What the task requires: Go through the entries below line by line and count those containing "backend"; the answer is that count alone.

Given data:
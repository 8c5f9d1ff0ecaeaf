pub mod entity_tracker;

pub use entity_tracker::*;
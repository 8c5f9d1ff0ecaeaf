use serde::{Deserialize, Serialize};
use std::fmt;

/// Arena handle standing in for reference identity of a client entity.
#[derive(Debug, Clone, Copy, PartialEq, Eq, Hash, PartialOrd, Ord, Serialize, Deserialize)]
pub struct EntityHandle(pub u64);

impl fmt::Display for EntityHandle {
    fn fmt(&self, f: &mut fmt::Formatter<'_>) -> fmt::Result {
        write!(f, "#{}", self.0)
    }
}

/// Change-order value of descriptors that left the tracker.
pub const DETACHED_CHANGE_ORDER: u32 = u32::MAX;

#[derive(Debug, Clone, Copy, PartialEq, Eq, Hash, Serialize, Deserialize)]
#[serde(rename_all = "lowercase")]
pub enum EntityStates {
    Detached,
    Unchanged,
    Added,
    Deleted,
    Modified,
}

impl EntityStates {
    /// States that produce a request on save.
    pub fn is_pending(self) -> bool {
        matches!(
            self,
            EntityStates::Added | EntityStates::Modified | EntityStates::Deleted
        )
    }
}

impl Default for EntityStates {
    fn default() -> Self {
        EntityStates::Detached
    }
}

/// How data coming back from the service reconciles with tracked state.
#[derive(Debug, Clone, Copy, PartialEq, Eq, Serialize, Deserialize)]
#[serde(rename_all = "snake_case")]
pub enum MergeOption {
    AppendOnly,
    OverwriteChanges,
    PreserveChanges,
    NoTracking,
}

impl Default for MergeOption {
    fn default() -> Self {
        MergeOption::AppendOnly
    }
}

/// State of the media resource attached to an entity.
#[derive(Debug, Clone, Copy, PartialEq, Eq, Serialize, Deserialize)]
#[serde(rename_all = "snake_case")]
pub enum StreamStates {
    NoStream,
    Added,
    Modified,
}

impl Default for StreamStates {
    fn default() -> Self {
        StreamStates::NoStream
    }
}

#[derive(Debug, Clone, Copy, PartialEq, Eq, Serialize, Deserialize)]
#[serde(rename_all = "snake_case")]
pub enum SaveMode {
    /// One exchange per change.
    NonBatch,
    /// All changes in one atomic changeset.
    BatchWithSingleChangeset,
    /// Every change in its own changeset.
    BatchWithIndependentOperations,
}

impl Default for SaveMode {
    fn default() -> Self {
        SaveMode::NonBatch
    }
}

#[derive(Debug, Clone, Copy, PartialEq, Eq, Default, Serialize, Deserialize)]
pub struct SaveChangesOptions {
    pub mode: SaveMode,
    #[serde(default)]
    pub continue_on_error: bool,
    /// Send PUT instead of PATCH for updates.
    #[serde(default)]
    pub replace_on_update: bool,
    /// Only send properties that were explicitly set on inserts.
    #[serde(default)]
    pub post_only_set_properties: bool,
}

impl SaveChangesOptions {
    pub fn batch_single_changeset() -> Self {
        Self {
            mode: SaveMode::BatchWithSingleChangeset,
            ..Self::default()
        }
    }

    pub fn batch_independent_operations() -> Self {
        Self {
            mode: SaveMode::BatchWithIndependentOperations,
            ..Self::default()
        }
    }

    pub fn continue_on_error(mut self) -> Self {
        self.continue_on_error = true;
        self
    }

    pub fn replace_on_update(mut self) -> Self {
        self.replace_on_update = true;
        self
    }

    pub fn is_batch(&self) -> bool {
        self.mode != SaveMode::NonBatch
    }

    pub fn validate(&self) -> crate::error::Result<()> {
        if self.continue_on_error && self.mode == SaveMode::BatchWithSingleChangeset {
            return Err(crate::error::ClientError::Argument(
                "continue_on_error cannot be combined with a single-changeset batch".to_string(),
            ));
        }
        Ok(())
    }
}

/// Lifecycle of one save or batch operation.
#[derive(Debug, Clone, Copy, PartialEq, Eq)]
pub enum SaveState {
    Idle,
    BuildingRequest,
    Sent,
    ReadingResponse,
    Completed,
    Faulted,
    Aborted,
}

/// Value of the `Prefer: return=...` header sent with inserts and updates.
#[derive(Debug, Clone, Copy, PartialEq, Eq, Default, Serialize, Deserialize)]
#[serde(rename_all = "snake_case")]
pub enum ResponsePreference {
    #[default]
    None,
    IncludeContent,
    NoContent,
}

impl ResponsePreference {
    pub fn header_value(self) -> Option<&'static str> {
        match self {
            ResponsePreference::None => None,
            ResponsePreference::IncludeContent => Some("return=representation"),
            ResponsePreference::NoContent => Some("return=minimal"),
        }
    }
}
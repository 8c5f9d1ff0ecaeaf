pub mod api;
pub mod config;
pub mod error;
pub mod logic;
pub mod model;
pub mod store;
pub mod transport;
pub mod wire;

// Export the client facade
pub use api::DataServiceContext;

pub use config::ClientConfig;
pub use error::{ClientError, DataServiceClientError, DataServiceRequestError, Result, TransportError};

// Export pipeline types callers hold on to
pub use logic::{BatchResponseIter, SaveProgress};

// Export all model types
pub use model::*;

// Export store types
pub use store::EntityTracker;

pub use transport::{HttpTransport, Transport};

// HTTP primitives used throughout the public API
pub use http::{HeaderMap, HeaderName, HeaderValue, Method, StatusCode};
pub use wire::{JsonMaterializer, ResponseMaterializer};
use serde::{Deserialize, Serialize};
use url::Url;

use crate::model::{MergeOption, ResponsePreference, SaveChangesOptions};

#[derive(Debug, Clone, Default, Serialize, Deserialize)]
pub struct ClientConfig {
    pub service: ServiceConfig,
    pub save: SaveChangesOptions,
    pub query: QueryConfig,
    pub http: HttpConfig,
}

#[derive(Debug, Clone, Serialize, Deserialize)]
pub struct ServiceConfig {
    /// Service root; entity sets and `$batch` resolve against it.
    pub root: String,
    /// Namespace used for `@odata.type` annotations on request bodies.
    pub type_namespace: Option<String>,
    pub response_preference: ResponsePreference,
}

#[derive(Debug, Clone, Default, Serialize, Deserialize)]
pub struct QueryConfig {
    pub merge_option: MergeOption,
    /// Treat a 404 on a query as an empty result.
    pub ignore_resource_not_found: bool,
}

#[derive(Debug, Clone, Serialize, Deserialize)]
pub struct HttpConfig {
    pub timeout_secs: u64,
    pub user_agent: String,
    /// Size of the pooled buffers used to read save streams.
    pub buffer_size: usize,
}

impl Default for ServiceConfig {
    fn default() -> Self {
        Self {
            root: "http://localhost:5000/odata".to_string(),
            type_namespace: None,
            response_preference: ResponsePreference::None,
        }
    }
}

impl Default for HttpConfig {
    fn default() -> Self {
        Self {
            timeout_secs: 100,
            user_agent: format!("odata-client/{}", env!("CARGO_PKG_VERSION")),
            buffer_size: 64 * 1024,
        }
    }
}

impl ClientConfig {
    /// Load configuration from defaults, an optional `odata-client` file and
    /// `ODATA_` environment variables (`ODATA_SERVICE__ROOT`, ...).
    pub fn load() -> anyhow::Result<Self> {
        let mut config = config::Config::builder();

        config = config.add_source(config::Config::try_from(&ClientConfig::default())?);

        config = config.add_source(config::File::with_name("odata-client").required(false));

        config = config.add_source(
            config::Environment::with_prefix("ODATA")
                .prefix_separator("_")
                .separator("__"),
        );

        let config = config.build()?;
        let client_config: ClientConfig = config.try_deserialize()?;
        client_config.save.validate()?;

        Ok(client_config)
    }

    /// The service root as an absolute URL.
    pub fn service_root(&self) -> anyhow::Result<Url> {
        let root = Url::parse(&self.service.root)
            .map_err(|e| anyhow::anyhow!("invalid service root '{}': {}", self.service.root, e))?;
        if root.cannot_be_a_base() {
            anyhow::bail!("service root '{}' cannot be used as a base URL", root);
        }
        Ok(root)
    }
}

#[cfg(test)]
mod tests {
    use super::*;
    use crate::model::SaveMode;

    #[test]
    fn defaults_round_trip_through_the_config_builder() {
        let config = config::Config::builder()
            .add_source(config::Config::try_from(&ClientConfig::default()).unwrap())
            .set_override("save.mode", "batch_with_single_changeset")
            .unwrap()
            .set_override("query.merge_option", "overwrite_changes")
            .unwrap()
            .build()
            .unwrap();
        let loaded: ClientConfig = config.try_deserialize().unwrap();

        assert_eq!(loaded.save.mode, SaveMode::BatchWithSingleChangeset);
        assert_eq!(loaded.query.merge_option, MergeOption::OverwriteChanges);
        assert_eq!(loaded.http.buffer_size, 64 * 1024);
        assert_eq!(
            loaded.service_root().unwrap().as_str(),
            "http://localhost:5000/odata"
        );
    }

    #[test]
    fn rejects_relative_service_root() {
        let mut config = ClientConfig::default();
        config.service.root = "odata".to_string();
        assert!(config.service_root().is_err());
    }
}
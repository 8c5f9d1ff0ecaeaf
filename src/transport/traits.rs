use crate::error::TransportError;
use crate::model::{HttpRequest, HttpResponse};

/// Executes one HTTP exchange. The response body is fully buffered.
#[async_trait::async_trait]
pub trait Transport: Send + Sync {
    async fn send(&self, request: HttpRequest) -> Result<HttpResponse, TransportError>;
}
use bytes::{Bytes, BytesMut};
use parking_lot::Mutex;
use std::io::Read;

use crate::error::{ClientError, Result};

const MAX_POOLED: usize = 4;

/// Copy buffers reused across saves of one context.
#[derive(Debug)]
pub struct BufferPool {
    buffer_size: usize,
    free: Mutex<Vec<Vec<u8>>>,
}

impl BufferPool {
    pub fn new(buffer_size: usize) -> Self {
        Self {
            buffer_size: buffer_size.max(1),
            free: Mutex::new(Vec::new()),
        }
    }

    fn rent(&self) -> Vec<u8> {
        self.free
            .lock()
            .pop()
            .unwrap_or_else(|| vec![0; self.buffer_size])
    }

    fn give_back(&self, buffer: Vec<u8>) {
        let mut free = self.free.lock();
        if free.len() < MAX_POOLED {
            free.push(buffer);
        }
    }

    pub fn pooled(&self) -> usize {
        self.free.lock().len()
    }

    /// Drain `reader` into one contiguous body.
    pub fn read_to_bytes(&self, reader: &mut dyn Read) -> Result<Bytes> {
        let mut buffer = self.rent();
        let mut out = BytesMut::new();
        let result = loop {
            match reader.read(&mut buffer) {
                Ok(0) => break Ok(()),
                Ok(n) => out.extend_from_slice(&buffer[..n]),
                Err(e) if e.kind() == std::io::ErrorKind::Interrupted => continue,
                Err(e) => {
                    break Err(ClientError::invalid_operation(format!(
                        "failed to read the save stream: {}",
                        e
                    )))
                }
            }
        };
        self.give_back(buffer);
        result.map(|_| out.freeze())
    }
}

impl Default for BufferPool {
    fn default() -> Self {
        Self::new(64 * 1024)
    }
}
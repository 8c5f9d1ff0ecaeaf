pub mod http;
pub mod traits;

pub use self::http::HttpTransport;
pub use traits::Transport;

use tokio_util::sync::CancellationToken;

use crate::error::{ClientError, Result};
use crate::model::{HttpRequest, HttpResponse};

/// Race one exchange against `cancel`; a cancelled exchange is dropped.
pub async fn send_or_cancel(
    transport: &dyn Transport,
    request: HttpRequest,
    cancel: &CancellationToken,
) -> Result<HttpResponse> {
    if cancel.is_cancelled() {
        return Err(ClientError::Aborted);
    }
    tokio::select! {
        _ = cancel.cancelled() => Err(ClientError::Aborted),
        response = transport.send(request) => Ok(response?),
    }
}
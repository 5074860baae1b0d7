use async_trait::async_trait;

use super::{Command, CommandContext, yaml_crlf};

/// Dump the server-side status of every client on the caller's own socket
/// session as YAML.
pub struct CmdClients;

#[async_trait]
impl Command for CmdClients {
    fn identifier(&self) -> &'static str {
        "clients"
    }

    async fn run(&self, ctx: &mut CommandContext) -> i32 {
        let Some(session) = ctx.session.clone() else {
            return ctx.fail("error: no socket session attached").await;
        };

        let statuses = session.client_statuses();
        match yaml_crlf(&statuses) {
            Ok(yaml) => {
                let _ = ctx.stdout.write_str(&yaml).await;
                0
            }
            Err(err) => ctx.fail(&format!("error: {err}")).await,
        }
    }
}

#[cfg(test)]
mod tests {
    use std::sync::Arc;

    use super::super::testutil::Harness;
    use super::*;
    use crate::session::tracking::SessionRegistry;

    #[tokio::test]
    async fn lists_clients_on_the_session() {
        let harness = Harness::new().await;
        let auth = harness.auth("alice", &["pilot"]);
        let registry = Arc::new(SessionRegistry::new());
        let record = registry.attach("sock1", auth.clone());
        record.client_connected("c1");
        record.command_running("c1", "heartbeat -d 50");

        let listener = harness.events.subscribe();
        let mut ctx = harness.context(&auth, &["clients"], &[]);
        ctx.session = Some(record);

        assert_eq!(CmdClients.run(&mut ctx).await, 0);
        let (stdout, _) = Harness::drain(listener);
        assert!(stdout.contains("client_id: c1"));
        assert!(stdout.contains("command: heartbeat -d 50"));
    }

    #[tokio::test]
    async fn fails_without_a_session() {
        let harness = Harness::new().await;
        let auth = harness.auth("alice", &[]);
        let mut ctx = harness.context(&auth, &["clients"], &[]);
        assert_eq!(CmdClients.run(&mut ctx).await, 1);
    }
}
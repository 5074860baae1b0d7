use std::sync::Arc;

use chrono::Utc;
use futures::future::BoxFuture;
use mongodb::bson::oid::ObjectId;

use super::backend::FsBackend;
use super::blob::{BlobDownload, BlobId, BlobStore, BufferedDownload};
use super::error::{FsError, FsErrorKind, FsResult};
use super::path;
use super::types::{AccessMode, EntryPermissions, EntryRef, FsEntry, PermOp};

/// The virtual filesystem store. Entries live in a document backend, file
/// contents in a blob store; every operation takes the caller's tag set and
/// enforces the tag algebra. `None` tags bypass checks (trusted internal
/// callers only).
///
/// Operations are atomic at the granularity of single document updates.
/// Two-phase operations (insert entry, then link into parent) can leave an
/// orphaned record if interrupted between the phases; orphans are invisible
/// to lookups and tolerated.
#[derive(Clone)]
pub struct FsStore {
    backend: Arc<dyn FsBackend>,
    blobs: Arc<dyn BlobStore>,
}
use async_trait::async_trait;

use super::{Command, CommandContext};

const HELP_TEXT: &str = "
Help menu

Commands:

# whoami
whoami returns structured output concerning the current user session.
This includes AuthStatus information (such as username and user tags), and the contents of the user's user.profile file

# ls [-yl] [DIRS...]
ls prints out the files available in the specified directory(s).
options:
\"y\": yaml structured output
\"l\": long output (as opposed to simple field names)

# cat [FILES...]
cat outputs the contents of the given files in order.
If it isn't given any files to cat, it copies stdin to stdout.

# cd <filepath>
cd changes the working directory (stored in env as $PWD). This affects commands that take in filepaths, as they detect the relative path and resolve it against the current working directory.

# tee [FILES...]
tee opens the given files and writes stdin to all the files and stdout.
If tee isn't given any files to overwrite, it simply doesn't do file ops (same as cat)

# mkdir [-p] <PATHS...>
mkdir creates directories. With -p, missing parents are created too and existing directories are not an error.

# mv <SOURCES...> <DEST>
mv re-links entries: into DEST when it is a directory, or renaming onto DEST's leaf name otherwise.

# cp [-r] <SOURCES...> <DEST>
cp copies files (content is shared, not duplicated). Directories require -r.

# rm [-rf] <FILES...>
rm removes files. -r allows directories; -f falls back to the update permission when write is missing.

# chmod [-R] <MODE> <PATHS...>
chmod grants or revokes a tag's access. MODE is <tagname>{+|-}[rwxp].

# echo [-en] [ARGS...]
echo prints the given arguments to stdout with spaces between them.
options:
\"e\": escape - unescape '\\' sequences, such as \\n.
\"n\": no-newline - don't print a newline after all the args.

# error [ARGS...]
error prints all the arguments, with spaces between them to stderr, and fails immediately with exit code 1.

# heartbeat [-d MS] [ARGS...]
heartbeat prints its arguments every MS milliseconds until interrupted.

# base64 / hex
base64 and hex stream-encode stdin to stdout.

# crypto-rand [-n BYTES]
crypto-rand emits random bytes to stdout, for piping into base64, hex or tee.

# change-password <OLD> <NEW>
change-password verifies the old password and rewrites the login file with the new one.

# logout
logout ends the current session.

# clients
clients prints out server-tracked information about the different clients connected on the current socket session.

# sockets // NOTE: only users with \"sysadmin\" tag can run this command
sockets lists the socket sessions that currently are using resources on the server.

";

pub struct CmdHelp;

#[async_trait]
impl Command for CmdHelp {
    fn identifier(&self) -> &'static str {
        "help"
    }

    async fn run(&self, ctx: &mut CommandContext) -> i32 {
        let crlf = HELP_TEXT.replace('\n', "\r\n");
        match ctx.stdout.write_str(&crlf).await {
            Ok(()) => 0,
            Err(err) => ctx.fail(&format!("error: {err}")).await,
        }
    }
}

#[cfg(test)]
mod tests {
    use super::super::testutil::Harness;
    use super::*;

    #[tokio::test]
    async fn prints_crlf_normalized_help() {
        let harness = Harness::new().await;
        let auth = harness.auth("alice", &[]);
        let listener = harness.events.subscribe();
        let mut ctx = harness.context(&auth, &["help"], &[]);

        assert_eq!(CmdHelp.run(&mut ctx).await, 0);
        let (stdout, _) = Harness::drain(listener);
        assert!(stdout.contains("Help menu"));
        assert!(stdout.contains("# whoami"));
        assert!(!stdout.replace("\r\n", "").contains('\n'), "all newlines are CRLF");
    }
}
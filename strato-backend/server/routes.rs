use axum::response::IntoResponse;
use axum::routing::{get, post};
use axum::{Json, Router, middleware};
use hyper::StatusCode;
use serde_json::json;
use tower_http::cors::CorsLayer;

use crate::auth::handlers;

use super::AppState;
use super::ws::shell_ws;

pub fn build_router(state: AppState) -> Router {
    let session_routes = Router::new()
        .route("/shell", get(shell_ws))
        .route("/logout", post(handlers::logout))
        .route("/auth/status", get(handlers::auth_status))
        .route_layer(middleware::from_fn_with_state(
            state.clone(),
            handlers::require_session,
        ));

    Router::new()
        .route(
            "/health",
            get(|| async { Json(json!({ "status": "ok" })) }),
        )
        .route("/login", post(handlers::login))
        .route("/signup", post(handlers::signup))
        .route(
            "/signup/check-username/{username}",
            get(handlers::signup_check_username),
        )
        .route("/auth/mqtt-check", post(handlers::mqtt_check))
        .route("/auth/key-check", post(handlers::key_check))
        .route("/auth/key-status", get(handlers::key_status))
        .merge(session_routes)
        .fallback(not_found)
        .with_state(state)
        .layer(CorsLayer::permissive())
}

async fn not_found(req: axum::extract::Request) -> impl IntoResponse {
    tracing::warn!("unhandled path: {}", req.uri());
    (StatusCode::NOT_FOUND, "Not Found")
}
use super::lexer::{Token, Word, tokenize};

#[derive(Debug, Clone, PartialEq)]
pub enum Redirect {
    Out(Word),
    Append(Word),
    In(Word),
}

/// One pipeline stage: its words (command + args, pre-expansion) and any
/// redirections attached to it.
#[derive(Debug, Clone, PartialEq, Default)]
pub struct SimpleCommand {
    pub words: Vec<Word>,
    pub redirects: Vec<Redirect>,
}

#[derive(Debug, Clone, PartialEq)]
pub struct Pipeline {
    pub commands: Vec<SimpleCommand>,
}

/// How a pipeline is joined to the one before it.
#[derive(Debug, Clone, Copy, PartialEq, Eq)]
pub enum SeqOp {
    /// `;` — run unconditionally.
    Always,
    /// `&&` — run only if the previous pipeline exited 0.
    AndIf,
    /// `||` — run only if the previous pipeline exited non-zero.
    OrIf,
}

#[derive(Debug, Clone, PartialEq, Default)]
pub struct Script {
    pub pipelines: Vec<(SeqOp, Pipeline)>,
}

/// Parse a full command line. An empty line parses to an empty script.
pub fn parse(input: &str) -> Result<Script, String> {
    let tokens = tokenize(input)?;
    let mut script = Script::default();
    let mut pos = 0;

    let mut connector = SeqOp::Always;
    loop {
        // tolerate stray separators and a trailing one
        while pos < tokens.len() && tokens[pos] == Token::Semi {
            pos += 1;
        }
        if pos >= tokens.len() {
            break;
        }

        let pipeline = parse_pipeline(&tokens, &mut pos)?;
        script.pipelines.push((connector, pipeline));

        match tokens.get(pos) {
            None => break,
            Some(Token::Semi) => {
                connector = SeqOp::Always;
                pos += 1;
            }
            Some(Token::AndIf) => {
                connector = SeqOp::AndIf;
                pos += 1;
                if pos >= tokens.len() {
                    return Err("expected a command after &&".into());
                }
            }
            Some(Token::OrIf) => {
                connector = SeqOp::OrIf;
                pos += 1;
                if pos >= tokens.len() {
                    return Err("expected a command after ||".into());
                }
            }
            Some(other) => return Err(format!("unexpected token: {other:?}")),
        }
    }

    Ok(script)
}

fn parse_pipeline(tokens: &[Token], pos: &mut usize) -> Result<Pipeline, String> {
    let mut commands = vec![parse_command(tokens, pos)?];
    while tokens.get(*pos) == Some(&Token::Pipe) {
        *pos += 1;
        commands.push(parse_command(tokens, pos)?);
    }
    Ok(Pipeline { commands })
}

fn parse_command(tokens: &[Token], pos: &mut usize) -> Result<SimpleCommand, String> {
    let mut command = SimpleCommand::default();

    loop {
        match tokens.get(*pos) {
            Some(Token::Word(word)) => {
                command.words.push(word.clone());
                *pos += 1;
            }
            Some(Token::RedirOut) => {
                *pos += 1;
                command.redirects.push(Redirect::Out(redir_target(tokens, pos)?));
            }
            Some(Token::RedirAppend) => {
                *pos += 1;
                command
                    .redirects
                    .push(Redirect::Append(redir_target(tokens, pos)?));
            }
            Some(Token::RedirIn) => {
                *pos += 1;
                command.redirects.push(Redirect::In(redir_target(tokens, pos)?));
            }
            _ => break,
        }
    }

    if command.words.is_empty() && command.redirects.is_empty() {
        return Err("missing command".into());
    }
    if command.words.is_empty() {
        return Err("redirection without a command".into());
    }
    Ok(command)
}

fn redir_target(tokens: &[Token], pos: &mut usize) -> Result<Word, String> {
    match tokens.get(*pos) {
        Some(Token::Word(word)) => {
            *pos += 1;
            Ok(word.clone())
        }
        _ => Err("redirection requires a target path".into()),
    }
}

Exercise solution: 4